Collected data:
※

//! # Cart Repository
//!
//! Persists the cart ledger under `cart-storage`.
//!
//! The stored state carries each line's frozen audiobook snapshot, so a
//! restored cart renders even when the catalog has moved on. The total in the
//! snapshot is ignored on load and recomputed from the items.

use nexus_core::Cart;
use tracing::debug;

use crate::error::DbResult;
use crate::repository::snapshot::{SharedSnapshotStore, SnapshotSlot};

/// Snapshot key for the cart.
pub const CART_KEY: &str = "cart-storage";

/// Current cart snapshot version.
pub const CART_VERSION: u32 = 1;

/// Repository for the persisted cart.
#[derive(Debug, Clone)]
pub struct CartRepository {
    slot: SnapshotSlot<Cart>,
}

impl CartRepository {
    pub fn new(store: SharedSnapshotStore) -> Self {
        CartRepository {
            slot: SnapshotSlot::new(store, CART_KEY, CART_VERSION),
        }
    }

    /// Restores the cart, or an empty one if nothing usable is stored.
    pub async fn load(&self) -> Cart {
        let cart = self.slot.load_or_default().await;
        debug!(lines = cart.line_count(), total = %cart.total(), "Cart restored");
        cart
    }

    pub async fn save(&self, cart: &Cart) -> DbResult<()> {
        self.slot.save(cart).await
    }

    pub async fn clear(&self) -> DbResult<bool> {
        self.slot.clear().await
    }
}

#[cfg(test)]
mod tests {
    use super::*;
    use crate::pool::{Database, DbConfig};
    use crate::repository::snapshot::SnapshotStore;
    use nexus_core::Catalog;

    #[tokio::test]
    async fn test_cart_round_trip_through_sqlite() {
        let db = Database::new(DbConfig::in_memory()).await.unwrap();
        let repo = db.carts();
        let catalog = Catalog::builtin();

        let mut cart = Cart::new();
        cart.add_item(&true, &catalog.get_by_id("1").unwrap()).unwrap();
        cart.add_item(&true, &catalog.get_by_id("4").unwrap()).unwrap();
        cart.set_quantity("4", 3);
        repo.save(&cart).await.unwrap();

        let restored = db.carts().load().await;
        assert_eq!(restored, cart);
        assert_eq!(restored.item_count(), 4);
        assert_eq!(restored.total().cents(), 1999 + 3 * 2999);
    }

    #[tokio::test]
    async fn test_missing_cart_is_empty() {
        let db = Database::new(DbConfig::in_memory()).await.unwrap();
        assert!(db.carts().load().await.is_empty());
    }

    #[tokio::test]
    async fn test_corrupt_cart_is_empty() {
        let db = Database::new(DbConfig::in_memory()).await.unwrap();
        db.snapshots()
            .put(CART_KEY, r#"{"version":1,"state":{"items":"oops"}}"#)
            .await
            .unwrap();

        assert!(db.carts().load().await.is_empty());
    }

    #[tokio::test]
    async fn test_clear_removes_snapshot() {
        let db = Database::new(DbConfig::in_memory()).await.unwrap();
        let repo = db.carts();
        repo.save(&Cart::new()).await.unwrap();

        assert!(repo.clear().await.unwrap());
        assert_eq!(db.snapshots().get(CART_KEY).await.unwrap(), None);
    }
}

※

EXERCISE DESCRIPTION >>
Write each entry out again. Do not change a word.

PROBLEM SOLUTION >>
//! # Cart Repository
//!
//! Persists the cart ledger under `cart-storage`.
//!
//! The stored state carries each line's frozen audiobook snapshot, so a
//! restored cart renders even when the catalog has moved on. The total in the
//! snapshot is ignored on load and recomputed from the items.

use nexus_core::Cart;
use tracing::debug;

use crate::error::DbResult;
use crate::repository::snapshot::{SharedSnapshotStore, SnapshotSlot};

/// Snapshot key for the cart.
pub const CART_KEY: &str = "cart-storage";

/// Current cart snapshot version.
pub const CART_VERSION: u32 = 1;

/// Repository for the persisted cart.
#[derive(Debug, Clone)]
pub struct CartRepository {
    slot: SnapshotSlot<Cart>,
}

impl CartRepository {
    pub fn new(store: SharedSnapshotStore) -> Self {
        CartRepository {
            slot: SnapshotSlot::new(store, CART_KEY, CART_VERSION),
        }
    }

    /// Restores the cart, or an empty one if nothing usable is stored.
    pub async fn load(&self) -> Cart {
        let cart = self.slot.load_or_default().await;
        debug!(lines = cart.line_count(), total = %cart.total(), "Cart restored");
        cart
    }

    pub async fn save(&self, cart: &Cart) -> DbResult<()> {
        self.slot.save(cart).await
    }

    pub async fn clear(&self) -> DbResult<bool> {
        self.slot.clear().await
    }
}

#[cfg(test)]
mod tests {
    use super::*;
    use crate::pool::{Database, DbConfig};
    use crate::repository::snapshot::SnapshotStore;
    use nexus_core::Catalog;

    #[tokio::test]
    async fn test_cart_round_trip_through_sqlite() {
        let db = Database::new(DbConfig::in_memory()).await.unwrap();
        let repo = db.carts();
        let catalog = Catalog::builtin();

        let mut cart = Cart::new();
        cart.add_item(&true, &catalog.get_by_id("1").unwrap()).unwrap();
        cart.add_item(&true, &catalog.get_by_id("4").unwrap()).unwrap();
        cart.set_quantity("4", 3);
        repo.save(&cart).await.unwrap();

        let restored = db.carts().load().await;
        assert_eq!(restored, cart);
        assert_eq!(restored.item_count(), 4);
        assert_eq!(restored.total().cents(), 1999 + 3 * 2999);
    }

    #[tokio::test]
    async fn test_missing_cart_is_empty() {
        let db = Database::new(DbConfig::in_memory()).await.unwrap();
        assert!(db.carts().load().await.is_empty());
    }

    #[tokio::test]
    async fn test_corrupt_cart_is_empty() {
        let db = Database::new(DbConfig::in_memory()).await.unwrap();
        db.snapshots()
            .put(CART_KEY, r#"{"version":1,"state":{"items":"oops"}}"#)
            .await
            .unwrap();

        assert!(db.carts().load().await.is_empty());
    }

    #[tokio::test]
    async fn test_clear_removes_snapshot() {
        let db = Database::new(DbConfig::in_memory()).await.unwrap();
        let repo = db.carts();
        repo.save(&Cart::new()).await.unwrap();

        assert!(repo.clear().await.unwrap());
        assert_eq!(db.snapshots().get(CART_KEY).await.unwrap(), None);
    }
}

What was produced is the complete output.